**Work instructions**
Every record, down to the last line, must be given again exactly.

[Information given — start]

impl<I: Clone> Session<I> {
    /// Start editing a fresh copy of `preset`. The preset itself is never modified.
    pub fn start(preset: &Preset, config: EditorConfig) -> Self {
        info!(preset = preset.label(), "session started");
        Self::with_tree(preset.instantiate(), config)
    }

    /// Start editing an existing tree after checking it.
    pub fn from_tree(tree: Node<I>, config: EditorConfig) -> Result<Self, EditorError> {
        tree.validate()?;
        Ok(Self::with_tree(tree, config))
    }

    fn with_tree(tree: Node<I>, config: EditorConfig) -> Self {
        let (w, h) = config.export_size;
        let available = Size::new(f64::from(w), f64::from(h));
        Self {
            last_valid: tree.clone(),
            tree,
            ratio: config.ratio,
            canvas: config.ratio.fit(available),
            available,
            resize: ResizeController::new(config.clamp),
            selection: SelectionState::new(),
            jobs: Vec::new(),
            config,
        }
    }

    /// The tree being edited, with committed weights.
    pub fn tree(&self) -> &Node<I> {
        &self.tree
    }

    /// The session configuration.
    pub fn config(&self) -> &EditorConfig {
        &self.config
    }

    /// The current aspect ratio.
    pub fn ratio(&self) -> AspectRatio {
        self.ratio
    }

    /// The canvas rect in host coordinates.
    pub fn canvas(&self) -> Rect {
        self.canvas
    }

    /// The slot awaiting an image, if any.
    pub fn awaiting(&self) -> Option<SlotId> {
        self.selection.awaiting()
    }

    /// Whether a divider drag is in progress.
    pub fn is_dragging(&self) -> bool {
        self.resize.is_dragging()
    }

    /// Set the space available to the preview; the canvas is the ratio fitted inside it.
    pub fn set_canvas(&mut self, available: Size) {
        self.available = available;
        self.canvas = self.ratio.fit(available);
        debug!(?available, canvas = ?self.canvas, "canvas resized");
    }

    /// Change the aspect ratio and refit the canvas.
    pub fn set_ratio(&mut self, ratio: AspectRatio) {
        self.ratio = ratio;
        self.set_canvas(self.available);
    }

    /// The rect stream for the current frame, including any live drag preview and the
    /// awaiting-image flag.
    pub fn layout(&self) -> Result<Layout, EditorError> {
        self.layout_in(self.canvas)
    }

    fn layout_in(&self, rect: Rect) -> Result<Layout, EditorError> {
        let mut layout = Layout::compute_with_preview(&self.tree, rect, self.resize.preview())?;
        if let Some(id) = self.selection.awaiting() {
            layout.mark(id, SlotFlags::AWAITING_IMAGE);
        }
        Ok(layout)
    }

    /// Route a pointer-down: grab a divider if one is within the hit slop, otherwise
    /// select the slot beneath.
    pub fn pointer_down(&mut self, pt: Point) -> Result<PointerResponse, EditorError> {
        let layout = self.layout()?;
        match resolve_pointer(&layout, pt, self.config.hit_slop) {
            Some(PointerTarget::Boundary(target)) => {
                self.resize.begin(&self.tree, &layout, target)?;
                Ok(PointerResponse::ResizeStarted(target))
            }
            Some(PointerTarget::Slot(slot)) => {
                let events = self.selection.select(slot);
                Ok(PointerResponse::SlotSelected { slot, events })
            }
            None => Ok(PointerResponse::Ignored),
        }
    }

    /// Move the dragged divider. Returns the live factor, or `None` when not dragging.
    pub fn pointer_move(&mut self, pt: Point) -> Result<Option<f64>, EditorError> {
        if !self.resize.is_dragging() {
            return Ok(None);
        }
        Ok(Some(self.resize.update_point(pt)?))
    }

    /// Release the dragged divider at `pt` and commit. Returns `None` when not dragging.
    pub fn pointer_up(&mut self, pt: Point) -> Result<Option<ResizeOutcome>, EditorError> {
        if !self.resize.is_dragging() {
            return Ok(None);
        }
        self.resize.update_point(pt)?;
        let outcome = self.resize.end(&mut self.tree)?;
        if matches!(outcome, ResizeOutcome::Committed { .. }) {
            self.record_valid();
        }
        Ok(Some(outcome))
    }

    /// Abandon an in-progress drag.
    pub fn pointer_cancel(&mut self) -> Option<ResizeOutcome> {
        self.resize.cancel()
    }

    /// Select a slot for image assignment. Returns `None` if the slot is not in the tree.
    pub fn select(&mut self, id: SlotId) -> Option<Vec<SelectionEvent>> {
        self.tree.find_slot(id)?;
        Some(self.selection.select(id))
    }

    /// Clear the selection.
    pub fn cancel_selection(&mut self) -> Vec<SelectionEvent> {
        self.selection.cancel()
    }

    /// Put `image` into slot `id`. Returns `false` if no slot has that id.
    pub fn assign(&mut self, id: SlotId, image: I) -> bool {
        if self.tree.assign(id, image).is_none() {
            debug!(slot = %id, "assign to unknown slot ignored");
            return false;
        }
        if self.selection.is_awaiting(id) {
            self.selection.take();
        }
        info!(slot = %id, "image assigned");
        self.record_valid();
        true
    }

    /// Put `image` into the awaiting slot, consuming the selection.
    ///
    /// Returns the slot that received the image, or `None` if nothing was selected.
    pub fn assign_selected(&mut self, image: I) -> Option<SlotId> {
        let id = self.selection.take()?;
        self.assign(id, image).then_some(id)
    }

    /// Return slot `id` to its placeholder color.
    pub fn clear(&mut self, id: SlotId) -> bool {
        if self.tree.clear(id).is_none() {
            return false;
        }
        self.record_valid();
        true
    }

    /// Check the tree's invariants.
    pub fn validate(&self) -> Result<(), EditorError> {
        self.tree.validate().map_err(|e| {
            warn!(error = %e, "session tree is invalid");
            e.into()
        })
    }

    /// Replace the tree with the last valid one, abandoning any drag.
    pub fn reset_to_last_valid(&mut self) {
        self.resize.cancel();
        self.tree = self.last_valid.clone();
        if let Some(id) = self.selection.awaiting() {
            if self.tree.find_slot(id).is_none() {
                self.selection.cancel();
            }
        }
        info!("session reset to last valid tree");
    }

    /// Mutable access to the tree for edits beyond weights and images.
    ///
    /// Changes are not validated until the next render or [`validate`](Self::validate).
    pub fn tree_mut(&mut self) -> &mut Node<I> {
        &mut self.tree
    }

    fn record_valid(&mut self) {
        if self.tree.validate().is_ok() {
            self.last_valid = self.tree.clone();
        }
    }
}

[Information given — finish]

**Response box**
impl<I: Clone> Session<I> {
    /// Start editing a fresh copy of `preset`. The preset itself is never modified.
    pub fn start(preset: &Preset, config: EditorConfig) -> Self {
        info!(preset = preset.label(), "session started");
        Self::with_tree(preset.instantiate(), config)
    }

    /// Start editing an existing tree after checking it.
    pub fn from_tree(tree: Node<I>, config: EditorConfig) -> Result<Self, EditorError> {
        tree.validate()?;
        Ok(Self::with_tree(tree, config))
    }

    fn with_tree(tree: Node<I>, config: EditorConfig) -> Self {
        let (w, h) = config.export_size;
        let available = Size::new(f64::from(w), f64::from(h));
        Self {
            last_valid: tree.clone(),
            tree,
            ratio: config.ratio,
            canvas: config.ratio.fit(available),
            available,
            resize: ResizeController::new(config.clamp),
            selection: SelectionState::new(),
            jobs: Vec::new(),
            config,
        }
    }

    /// The tree being edited, with committed weights.
    pub fn tree(&self) -> &Node<I> {
        &self.tree
    }

    /// The session configuration.
    pub fn config(&self) -> &EditorConfig {
        &self.config
    }

    /// The current aspect ratio.
    pub fn ratio(&self) -> AspectRatio {
        self.ratio
    }

    /// The canvas rect in host coordinates.
    pub fn canvas(&self) -> Rect {
        self.canvas
    }

    /// The slot awaiting an image, if any.
    pub fn awaiting(&self) -> Option<SlotId> {
        self.selection.awaiting()
    }

    /// Whether a divider drag is in progress.
    pub fn is_dragging(&self) -> bool {
        self.resize.is_dragging()
    }

    /// Set the space available to the preview; the canvas is the ratio fitted inside it.
    pub fn set_canvas(&mut self, available: Size) {
        self.available = available;
        self.canvas = self.ratio.fit(available);
        debug!(?available, canvas = ?self.canvas, "canvas resized");
    }

    /// Change the aspect ratio and refit the canvas.
    pub fn set_ratio(&mut self, ratio: AspectRatio) {
        self.ratio = ratio;
        self.set_canvas(self.available);
    }

    /// The rect stream for the current frame, including any live drag preview and the
    /// awaiting-image flag.
    pub fn layout(&self) -> Result<Layout, EditorError> {
        self.layout_in(self.canvas)
    }

    fn layout_in(&self, rect: Rect) -> Result<Layout, EditorError> {
        let mut layout = Layout::compute_with_preview(&self.tree, rect, self.resize.preview())?;
        if let Some(id) = self.selection.awaiting() {
            layout.mark(id, SlotFlags::AWAITING_IMAGE);
        }
        Ok(layout)
    }

    /// Route a pointer-down: grab a divider if one is within the hit slop, otherwise
    /// select the slot beneath.
    pub fn pointer_down(&mut self, pt: Point) -> Result<PointerResponse, EditorError> {
        let layout = self.layout()?;
        match resolve_pointer(&layout, pt, self.config.hit_slop) {
            Some(PointerTarget::Boundary(target)) => {
                self.resize.begin(&self.tree, &layout, target)?;
                Ok(PointerResponse::ResizeStarted(target))
            }
            Some(PointerTarget::Slot(slot)) => {
                let events = self.selection.select(slot);
                Ok(PointerResponse::SlotSelected { slot, events })
            }
            None => Ok(PointerResponse::Ignored),
        }
    }

    /// Move the dragged divider. Returns the live factor, or `None` when not dragging.
    pub fn pointer_move(&mut self, pt: Point) -> Result<Option<f64>, EditorError> {
        if !self.resize.is_dragging() {
            return Ok(None);
        }
        Ok(Some(self.resize.update_point(pt)?))
    }

    /// Release the dragged divider at `pt` and commit. Returns `None` when not dragging.
    pub fn pointer_up(&mut self, pt: Point) -> Result<Option<ResizeOutcome>, EditorError> {
        if !self.resize.is_dragging() {
            return Ok(None);
        }
        self.resize.update_point(pt)?;
        let outcome = self.resize.end(&mut self.tree)?;
        if matches!(outcome, ResizeOutcome::Committed { .. }) {
            self.record_valid();
        }
        Ok(Some(outcome))
    }

    /// Abandon an in-progress drag.
    pub fn pointer_cancel(&mut self) -> Option<ResizeOutcome> {
        self.resize.cancel()
    }

    /// Select a slot for image assignment. Returns `None` if the slot is not in the tree.
    pub fn select(&mut self, id: SlotId) -> Option<Vec<SelectionEvent>> {
        self.tree.find_slot(id)?;
        Some(self.selection.select(id))
    }

    /// Clear the selection.
    pub fn cancel_selection(&mut self) -> Vec<SelectionEvent> {
        self.selection.cancel()
    }

    /// Put `image` into slot `id`. Returns `false` if no slot has that id.
    pub fn assign(&mut self, id: SlotId, image: I) -> bool {
        if self.tree.assign(id, image).is_none() {
            debug!(slot = %id, "assign to unknown slot ignored");
            return false;
        }
        if self.selection.is_awaiting(id) {
            self.selection.take();
        }
        info!(slot = %id, "image assigned");
        self.record_valid();
        true
    }

    /// Put `image` into the awaiting slot, consuming the selection.
    ///
    /// Returns the slot that received the image, or `None` if nothing was selected.
    pub fn assign_selected(&mut self, image: I) -> Option<SlotId> {
        let id = self.selection.take()?;
        self.assign(id, image).then_some(id)
    }

    /// Return slot `id` to its placeholder color.
    pub fn clear(&mut self, id: SlotId) -> bool {
        if self.tree.clear(id).is_none() {
            return false;
        }
        self.record_valid();
        true
    }

    /// Check the tree's invariants.
    pub fn validate(&self) -> Result<(), EditorError> {
        self.tree.validate().map_err(|e| {
            warn!(error = %e, "session tree is invalid");
            e.into()
        })
    }

    /// Replace the tree with the last valid one, abandoning any drag.
    pub fn reset_to_last_valid(&mut self) {
        self.resize.cancel();
        self.tree = self.last_valid.clone();
        if let Some(id) = self.selection.awaiting() {
            if self.tree.find_slot(id).is_none() {
                self.selection.cancel();
            }
        }
        info!("session reset to last valid tree");
    }

    /// Mutable access to the tree for edits beyond weights and images.
    ///
    /// Changes are not validated until the next render or [`validate`](Self::validate).
    pub fn tree_mut(&mut self) -> &mut Node<I> {
        &mut self.tree
    }

    fn record_valid(&mut self) {
        if self.tree.validate().is_ok() {
            self.last_valid = self.tree.clone();
        }
    }
}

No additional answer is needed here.